Bauer’s schema presents several problems, none of which Nimni addresses adequately. One: what constitutes a nation? Bauer argued that language alone is not sufficient, and Stalin agreed. Many thought that Jews qualified as a nation and, within the terms of the argument, surely they were right? Austro Marxism deemed that they did not qualify because they were merely adherents of a religion. If a religion could be the basis for nationality, would not Lutheranism or Catholicism qualify? It seems mean spirited that  the Austrian Social Democrats, notorious for their failure to oppose anti Semitism although most of their theoreticians were Jews, should decide that the Jews lacked sufficient points to qualify as a nation. [For Bauer’s background see Chapter 5 “Otto Bauer” of In Search of the Millenium by his disciple Julius Braunthal, or Jack Jacobs, On Socialists and “The Jewish Question” After Marx]. For his loyalty to the empire, see his plea that military action be taken against Hungarian separatism, in Oscar Jászi, The Dissolution of the Hapsburg Monarchy, pp 181 - 182. Nimni has little interest in the local irritants which produced the Austro Marxist pearls.

 

How would Bauer’s scheme work in practice? It relied on the terms “economic” and “cultural” not being examined too closely. Kautsky, aware that he was widely respected by all Social Democrats, and reluctant to adopt positions which might hurt anyone’s feelings, did not go along with this nonsense as he saw that the nation state was likely to be the model for the coming period.

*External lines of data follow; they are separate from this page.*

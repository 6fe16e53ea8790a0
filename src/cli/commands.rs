//! CLI command definitions

use clap::{Parser, Subcommand};

#[derive(Parser, Debug)]
#[command(name = "stdmark")]
#[command(about = "Convert journal entries and Markdown documents to XML", long_about = None)]
#[command(version)]
pub struct Cli {
    /// Log pipeline stages to stderr (overrides RUST_LOG)
    #[arg(short, long, global = true)]
    pub verbose: bool,

    #[command(subcommand)]
    pub command: Commands,
}

#[derive(Subcommand, Debug)]
pub enum Commands {
    /// Convert a dated journal entry read from stdin into a <section>
    #[command(alias = "j2std")]
    Journal,

    /// Convert Markdown with optional YAML front matter read from stdin into a <document>
    #[command(alias = "md2std")]
    Document {
        /// Spaces per nesting level in the output
        #[arg(long, default_value_t = 2)]
        indent: usize,
    },
}
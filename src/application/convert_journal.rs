//! Journal conversion use case

use crate::domain::journal::{segment_content, DateHeader};
use crate::domain::xml::escape_text;
use crate::error::Result;

/// Converts a dated journal entry into a `<section>`
pub struct ConvertJournalService;

impl ConvertJournalService {
    /// Convert journal text, failing before any output on a bad header.
    ///
    /// # Examples
    ///
    /// ```
    /// use stdmark::application::ConvertJournalService;
    ///
    /// let xml = ConvertJournalService::execute("Friday, june 28, 2025.\nHello world.\n\n- one\n- two\n").unwrap();
    /// assert_eq!(
    ///     xml,
    ///     "<section>\n  <title>Friday, June 28, 2025.</title>\n  <par>Hello world.</par>\n<list type=\"bullet\">\n<item>one</item>\n<item>two</item>\n</list>\n</section>"
    /// );
    /// ```
    pub fn execute(input: &str) -> Result<String> {
        let text = input.replace("\r\n", "\n");

        let (header, body) = DateHeader::split(&text)?;
        tracing::debug!(date = %header.date(), "found date declaration");

        let content = segment_content(&body);

        Ok(format!(
            "<section>\n  <title>{}</title>\n  {}\n</section>",
            escape_text(&header.normalized()),
            content
        ))
    }
}

#[cfg(test)]
mod tests {
    use super::*;
    use crate::error::StdmarkError;
    use pretty_assertions::assert_eq;

    #[test]
    fn test_date_moves_into_title() {
        let xml = ConvertJournalService::execute("sunday, JUNE 29, 2025. Rainy day.").unwrap();
        assert_eq!(
            xml,
            "<section>\n  <title>Sunday, June 29, 2025.</title>\n  <par>Rainy day.</par>\n</section>"
        );
        assert!(!xml.contains("JUNE"));
    }

    #[test]
    fn test_header_without_body() {
        let xml = ConvertJournalService::execute("Sunday, June 29, 2025.\n").unwrap();
        assert_eq!(
            xml,
            "<section>\n  <title>Sunday, June 29, 2025.</title>\n  \n</section>"
        );
    }

    #[test]
    fn test_crlf_input() {
        let xml =
            ConvertJournalService::execute("Sunday, June 29, 2025.\r\nA\r\n\r\n- b\r\n").unwrap();
        assert!(xml.contains("<par>A</par>"));
        assert!(xml.contains("<item>b</item>"));
    }

    #[test]
    fn test_errors_propagate() {
        assert!(matches!(
            ConvertJournalService::execute(""),
            Err(StdmarkError::EmptyInput)
        ));
        assert!(matches!(
            ConvertJournalService::execute("no date here"),
            Err(StdmarkError::MissingDateHeader)
        ));
        assert!(matches!(
            ConvertJournalService::execute("Friday, Smarch 40, 2025."),
            Err(StdmarkError::InvalidDate(_))
        ));
    }
}
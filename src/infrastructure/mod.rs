//! Infrastructure layer - Input streams and XML formatting

pub mod input;
pub mod pretty;

pub use input::{read_input, read_stdin};
pub use pretty::pretty_print;
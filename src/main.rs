use clap::Parser;
use stdmark::application::{ConvertDocumentService, ConvertJournalService, DocumentOptions};
use stdmark::cli::{write_xml, Cli, Commands};
use stdmark::error::StdmarkError;
use stdmark::infrastructure::read_stdin;
use tracing_subscriber::EnvFilter;

fn main() {
    let cli = Cli::parse();

    // --verbose enables DEBUG, otherwise use RUST_LOG or default to WARN
    let filter = if cli.verbose {
        EnvFilter::new("debug")
    } else {
        EnvFilter::try_from_default_env().unwrap_or_else(|_| EnvFilter::new("warn"))
    };
    tracing_subscriber::fmt()
        .with_env_filter(filter)
        .with_writer(std::io::stderr)
        .with_target(false)
        .init();

    match run(cli) {
        Ok(_) => std::process::exit(0),
        Err(e) => {
            eprintln!("{}", e);
            std::process::exit(e.exit_code());
        }
    }
}

fn run(cli: Cli) -> Result<(), StdmarkError> {
    let input = read_stdin()?;

    let xml = match cli.command {
        Commands::Journal => ConvertJournalService::execute(&input)?,
        Commands::Document { indent } => {
            ConvertDocumentService::new(DocumentOptions { indent }).execute(&input)?
        }
    };

    write_xml(&mut std::io::stdout().lock(), &xml)
}
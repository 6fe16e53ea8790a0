use assert_cmd::Command;

pub fn stdmark_cmd() -> Command {
    let mut cmd = Command::cargo_bin("stdmark").unwrap();
    cmd.env_remove("RUST_LOG");
    cmd
}
//! XML escaping shared by both pipelines

use quick_xml::escape::{escape, partial_escape};

/// Escape character data: `&`, `<` and `>` only.
pub fn escape_text(text: &str) -> String {
    partial_escape(text).into_owned()
}

/// Escape everything that can break markup, quotes included.
pub fn escape_markup(text: &str) -> String {
    escape(text).into_owned()
}

/// Escape an attribute value delimited by double quotes.
///
/// Apostrophes are left alone since attributes are always written with `"`.
pub fn escape_attr(text: &str) -> String {
    let mut out = String::with_capacity(text.len());
    for c in text.chars() {
        match c {
            '&' => out.push_str("&amp;"),
            '"' => out.push_str("&quot;"),
            '<' => out.push_str("&lt;"),
            '>' => out.push_str("&gt;"),
            _ => out.push(c),
        }
    }
    out
}

#[cfg(test)]
mod tests {
    use super::*;

    #[test]
    fn test_escape_text() {
        assert_eq!(escape_text("a & b < c > d"), "a &amp; b &lt; c &gt; d");
        assert_eq!(escape_text("\"quoted\" 'single'"), "\"quoted\" 'single'");
    }

    #[test]
    fn test_escape_markup() {
        assert_eq!(
            escape_markup(r#"<a href="x">it's</a>"#),
            "&lt;a href=&quot;x&quot;&gt;it&apos;s&lt;/a&gt;"
        );
    }

    #[test]
    fn test_escape_attr() {
        assert_eq!(escape_attr(r#"Tom & "Jerry" <3>"#), "Tom &amp; &quot;Jerry&quot; &lt;3&gt;");
        assert_eq!(escape_attr("it's"), "it's");
    }
}
//! Input acquisition

use crate::error::Result;
use std::io::Read;

/// Read a whole input stream into memory.
///
/// Conversion only starts once the writer has closed its end, so a document
/// delivered in several chunks is still converted as one.
pub fn read_input<R: Read>(mut reader: R) -> Result<String> {
    let mut buffer = String::new();
    reader.read_to_string(&mut buffer)?;
    tracing::debug!(bytes = buffer.len(), "read input");
    Ok(buffer)
}

/// Read all of standard input
pub fn read_stdin() -> Result<String> {
    read_input(std::io::stdin().lock())
}
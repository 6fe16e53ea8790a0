//! XML re-indentation

use crate::error::{Result, StdmarkError};
use quick_xml::events::{BytesText, Event};
use quick_xml::reader::Reader;
use quick_xml::writer::Writer;

/// Elements that only ever hold other elements
const CONTAINERS: &[&[u8]] = &[b"document", b"head", b"body", b"section", b"list", b"block"];

fn xml_error(err: impl std::fmt::Display) -> StdmarkError {
    StdmarkError::Xml(err.to_string())
}

#[derive(Debug)]
struct OpenElement {
    container: bool,
    has_children: bool,
}

/// Writes events, breaking lines only between children of containers
struct Indenter {
    writer: Writer<Vec<u8>>,
    open: Vec<OpenElement>,
    indent: usize,
    started: bool,
}

impl Indenter {
    fn new(indent: usize) -> Self {
        Self {
            writer: Writer::new(Vec::new()),
            open: Vec::new(),
            indent,
            started: false,
        }
    }

    fn in_container(&self) -> bool {
        self.open.last().map_or(true, |e| e.container)
    }

    fn line_break(&mut self, depth: usize) -> Result<()> {
        let whitespace = format!("\n{}", " ".repeat(self.indent * depth));
        self.write(Event::Text(BytesText::from_escaped(whitespace)))
    }

    fn write(&mut self, event: Event<'_>) -> Result<()> {
        self.writer.write_event(event).map_err(xml_error)
    }

    /// Start tags, empty tags, declarations and the like
    fn write_node(&mut self, event: Event<'_>) -> Result<()> {
        if self.in_container() && self.started {
            self.line_break(self.open.len())?;
        }
        if let Some(parent) = self.open.last_mut() {
            parent.has_children = true;
        }
        self.started = true;
        self.write(event)
    }

    fn start(&mut self, event: Event<'_>, container: bool) -> Result<()> {
        self.write_node(event)?;
        self.open.push(OpenElement {
            container,
            has_children: false,
        });
        Ok(())
    }

    fn end(&mut self, event: Event<'_>) -> Result<()> {
        let element = self
            .open
            .pop()
            .ok_or_else(|| StdmarkError::Xml("unexpected closing tag".to_string()))?;
        if element.container && element.has_children {
            self.line_break(self.open.len())?;
        }
        self.write(event)
    }

    fn text(&mut self, event: Event<'_>, blank: bool) -> Result<()> {
        if self.in_container() && blank {
            return Ok(());
        }
        if let Some(parent) = self.open.last_mut() {
            parent.has_children = true;
        }
        self.write(event)
    }

    fn finish(self) -> Result<String> {
        if !self.open.is_empty() {
            return Err(StdmarkError::Xml(
                "unclosed element at end of input".to_string(),
            ));
        }
        String::from_utf8(self.writer.into_inner()).map_err(xml_error)
    }
}

/// Re-indent an XML string.
///
/// Whitespace between the children of structural containers is replaced by
/// indentation. Text inside any other element is written back untouched, so
/// mixed content and preformatted code keep their exact characters. Empty
/// elements stay on one line as `<x></x>`.
///
/// # Examples
///
/// ```
/// use stdmark::infrastructure::pretty_print;
///
/// let xml = "<document>\n<body>\n<par>a <emph style=\"b\">b</emph></par>\n</body>\n</document>";
/// assert_eq!(
///     pretty_print(xml, 2).unwrap(),
///     "<document>\n  <body>\n    <par>a <emph style=\"b\">b</emph></par>\n  </body>\n</document>"
/// );
/// ```
pub fn pretty_print(xml: &str, indent: usize) -> Result<String> {
    let mut reader = Reader::from_str(xml);
    reader.config_mut().trim_text(false);
    let mut out = Indenter::new(indent);

    loop {
        let event = reader
            .read_event()
            .map_err(|e| xml_error(format!("{} at byte {}", e, reader.error_position())))?;

        match event {
            Event::Eof => break,
            Event::Start(start) => {
                let container = CONTAINERS.iter().any(|c| *c == start.name().as_ref());
                out.start(Event::Start(start), container)?;
            }
            Event::End(end) => out.end(Event::End(end))?,
            Event::Text(text) => {
                let blank = text.iter().all(u8::is_ascii_whitespace);
                out.text(Event::Text(text), blank)?;
            }
            Event::GeneralRef(reference) => {
                let name = std::str::from_utf8(&reference).map_err(xml_error)?;
                let text = BytesText::from_escaped(format!("&{};", name));
                out.text(Event::Text(text), false)?;
            }
            Event::CData(cdata) => out.text(Event::CData(cdata), false)?,
            other => out.write_node(other)?,
        }
    }

    out.finish()
}
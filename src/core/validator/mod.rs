//! # Validator Module
//!
//! Finds files that do not decode as images and removes them.
//!
//! A file counts as valid only when it decodes completely; the format is
//! guessed from the content, so a PNG saved as `.jpg` is still valid and a
//! text file named `.png` is not.

use crate::core::imaging::FastDecoder;
use crate::core::scanner::list_files;
use crate::error::Result;
use crate::events::{null_sender, Event, EventSender, ValidateEvent};
use serde::Serialize;
use std::fs;
use std::path::{Path, PathBuf};
use tracing::{info, warn};

/// Result of a corrupted-image sweep
#[derive(Debug, Default, Serialize)]
pub struct ValidationReport {
    /// Number of files examined
    pub checked: usize,
    /// Files that failed to decode
    pub corrupted: Vec<PathBuf>,
    /// Corrupted files that were deleted
    pub removed: Vec<PathBuf>,
    /// Corrupted files whose deletion failed, with the reason
    pub remove_failures: Vec<(PathBuf, String)>,
}

/// Return true when `path` fully decodes as an image.
///
/// The reason a file is rejected goes to the `warn!` log.
pub fn is_image_file(path: &Path) -> bool {
    match FastDecoder::verify(path) {
        Ok(()) => true,
        Err(e) => {
            warn!("Invalid image {}: {}", path.display(), e);
            false
        }
    }
}

/// Delete every file directly inside `directory` that is not a valid image.
pub fn remove_corrupted_images(directory: &Path) -> Result<ValidationReport> {
    remove_corrupted_images_with_events(directory, &null_sender())
}

/// Like [`remove_corrupted_images`], with an event sink.
pub fn remove_corrupted_images_with_events(
    directory: &Path,
    events: &EventSender,
) -> Result<ValidationReport> {
    let files = list_files(directory)?;
    let mut report = ValidationReport {
        checked: files.len(),
        ..Default::default()
    };

    for path in files {
        if is_image_file(&path) {
            continue;
        }

        events.send(Event::Validate(ValidateEvent::Corrupted { path: path.clone() }));
        report.corrupted.push(path.clone());

        match fs::remove_file(&path) {
            Ok(()) => {
                info!("Removed corrupted image: {}", path.display());
                events.send(Event::Validate(ValidateEvent::Removed { path: path.clone() }));
                report.removed.push(path);
            }
            Err(e) => {
                warn!("Failed to remove {}: {}", path.display(), e);
                events.send(Event::Validate(ValidateEvent::RemoveFailed {
                    path: path.clone(),
                    message: e.to_string(),
                }));
                report.remove_failures.push((path, e.to_string()));
            }
        }
    }

    events.send(Event::Validate(ValidateEvent::Completed {
        checked: report.checked,
        removed: report.removed.len(),
    }));

    Ok(report)
}

#[cfg(test)]
mod tests {
    use super::*;
    use crate::error::{ScanError, TidyError};
    use crate::events::EventChannel;
    use image::{ImageBuffer, Rgb};
    use tempfile::TempDir;

    fn save_valid(path: &Path) {
        ImageBuffer::from_pixel(16, 16, Rgb([10u8, 120, 200]))
            .save_with_format(path, image::ImageFormat::Png)
            .unwrap();
    }

    #[test]
    fn valid_png_is_an_image() {
        let dir = TempDir::new().unwrap();
        let path = dir.path().join("ok.png");
        save_valid(&path);

        assert!(is_image_file(&path));
    }

    #[test]
    fn content_decides_not_extension() {
        let dir = TempDir::new().unwrap();
        let misnamed = dir.path().join("actually_png.jpg");
        save_valid(&misnamed);
        let fake = dir.path().join("fake.png");
        fs::write(&fake, "hello").unwrap();

        assert!(is_image_file(&misnamed));
        assert!(!is_image_file(&fake));
        assert!(!is_image_file(&dir.path().join("missing.png")));
    }

    #[test]
    fn removes_garbage_and_keeps_images() {
        let dir = TempDir::new().unwrap();
        let good = dir.path().join("good.png");
        let bad = dir.path().join("bad.jpg");
        save_valid(&good);
        fs::write(&bad, b"garbage bytes").unwrap();

        let (sender, receiver) = EventChannel::new();
        let report = remove_corrupted_images_with_events(dir.path(), &sender).unwrap();

        assert!(good.exists());
        assert!(!bad.exists());
        assert_eq!(report.checked, 2);
        assert_eq!(report.removed, vec![bad.clone()]);
        assert!(report.remove_failures.is_empty());

        let corrupted = receiver
            .drain()
            .into_iter()
            .filter(|e| matches!(e, Event::Validate(ValidateEvent::Corrupted { .. })))
            .count();
        assert_eq!(corrupted, 1);
    }

    #[test]
    fn truncated_image_is_corrupted() {
        let dir = TempDir::new().unwrap();
        let full = dir.path().join("full.png");
        save_valid(&full);
        let bytes = fs::read(&full).unwrap();
        let truncated = dir.path().join("truncated.png");
        fs::write(&truncated, &bytes[..bytes.len() / 2]).unwrap();

        let report = remove_corrupted_images(dir.path()).unwrap();

        assert_eq!(report.removed, vec![truncated]);
        assert!(full.exists());
    }

    #[test]
    fn missing_directory_is_an_error() {
        let result = remove_corrupted_images(Path::new("/nonexistent/images"));
        assert!(matches!(
            result,
            Err(TidyError::Scan(ScanError::DirectoryNotFound { .. }))
        ));
    }

    #[cfg(unix)]
    #[test]
    fn remove_failure_is_recorded() {
        use std::os::unix::fs::PermissionsExt;

        let dir = TempDir::new().unwrap();
        let locked = dir.path().join("locked");
        fs::create_dir(&locked).unwrap();
        fs::write(locked.join("bad_a.jpg"), b"garbage").unwrap();
        fs::write(locked.join("bad_b.png"), b"garbage").unwrap();
        fs::set_permissions(&locked, fs::Permissions::from_mode(0o555)).unwrap();

        // Permission bits don't bind root; nothing to check there
        if fs::write(locked.join("write_check"), b"").is_ok() {
            fs::set_permissions(&locked, fs::Permissions::from_mode(0o755)).unwrap();
            return;
        }

        let report = remove_corrupted_images(&locked).unwrap();
        fs::set_permissions(&locked, fs::Permissions::from_mode(0o755)).unwrap();

        assert_eq!(report.corrupted.len(), 2);
        assert!(report.removed.is_empty());
        assert_eq!(report.remove_failures.len(), 2);
        assert!(locked.join("bad_a.jpg").exists());
    }
}
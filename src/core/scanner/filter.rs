//! Extension allow-list used when walking a dataset tree.

use std::collections::HashSet;
use std::path::Path;

/// Extensions accepted by the dataset resizer
pub const DATASET_EXTENSIONS: [&str; 3] = ["jpeg", "jpg", "png"];

/// Filters files to determine if they are dataset images
pub struct ImageFilter {
    /// Lowercase file extensions to include
    extensions: HashSet<String>,
    /// Whether to include hidden files
    include_hidden: bool,
}

impl ImageFilter {
    /// Create a new filter accepting [`DATASET_EXTENSIONS`]
    pub fn new() -> Self {
        Self {
            extensions: DATASET_EXTENSIONS.iter().map(|e| e.to_string()).collect(),
            include_hidden: false,
        }
    }

    /// Include hidden files (starting with .)
    pub fn with_hidden(mut self, include: bool) -> Self {
        self.include_hidden = include;
        self
    }

    /// Override the list of extensions to accept
    pub fn with_extensions(mut self, extensions: Vec<String>) -> Self {
        self.extensions = extensions
            .into_iter()
            .map(|e| e.trim_start_matches('.').to_lowercase())
            .collect();
        self
    }

    /// Check if a file should be included
    pub fn should_include(&self, path: &Path) -> bool {
        if !self.include_hidden {
            if let Some(name) = path.file_name().and_then(|n| n.to_str()) {
                if name.starts_with('.') {
                    return false;
                }
            }
        }

        match path.extension().and_then(|e| e.to_str()) {
            Some(ext) => self.extensions.contains(&ext.to_lowercase()),
            None => false,
        }
    }
}

impl Default for ImageFilter {
    fn default() -> Self {
        Self::new()
    }
}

Bauer’s scheme resembles the millet system of the Ottoman empire, where communities were left to run their internal affairs, leaving the business of the State to the imperial authorities. Once it had been a matter of indifference to most people that the members of a specific community conducted their affairs in their own language, but the rise of nationalism and the complexities of a capitalist market made the Ottoman system unworkable. Culture became a weapon in the economic struggle. 

 

Nimni wonders that Austro Marxism’s contribution was so soon forgotten, even apparently by its originators. The obvious reason is that, once the Hapsburg empire was gone, there was no need for it. Nimni thinks that the rise of the nation state and the decline of federal concepts is the consequence of an ideological error. There are a number of federal states, but non- territorial federalism is such nonsense that it cannot even be described coherently. Nimni, finally, finds even Bauer too committed to “economic reductionism”. He thinks that historical materialism can be salvaged only if we abandon economism and materialism, but then what would be left?

 

It is a pity that most of the wealth of material, mainly in German, on the national question is not available in English. Readers would find it much easier to understand than Marxism and Nationalism.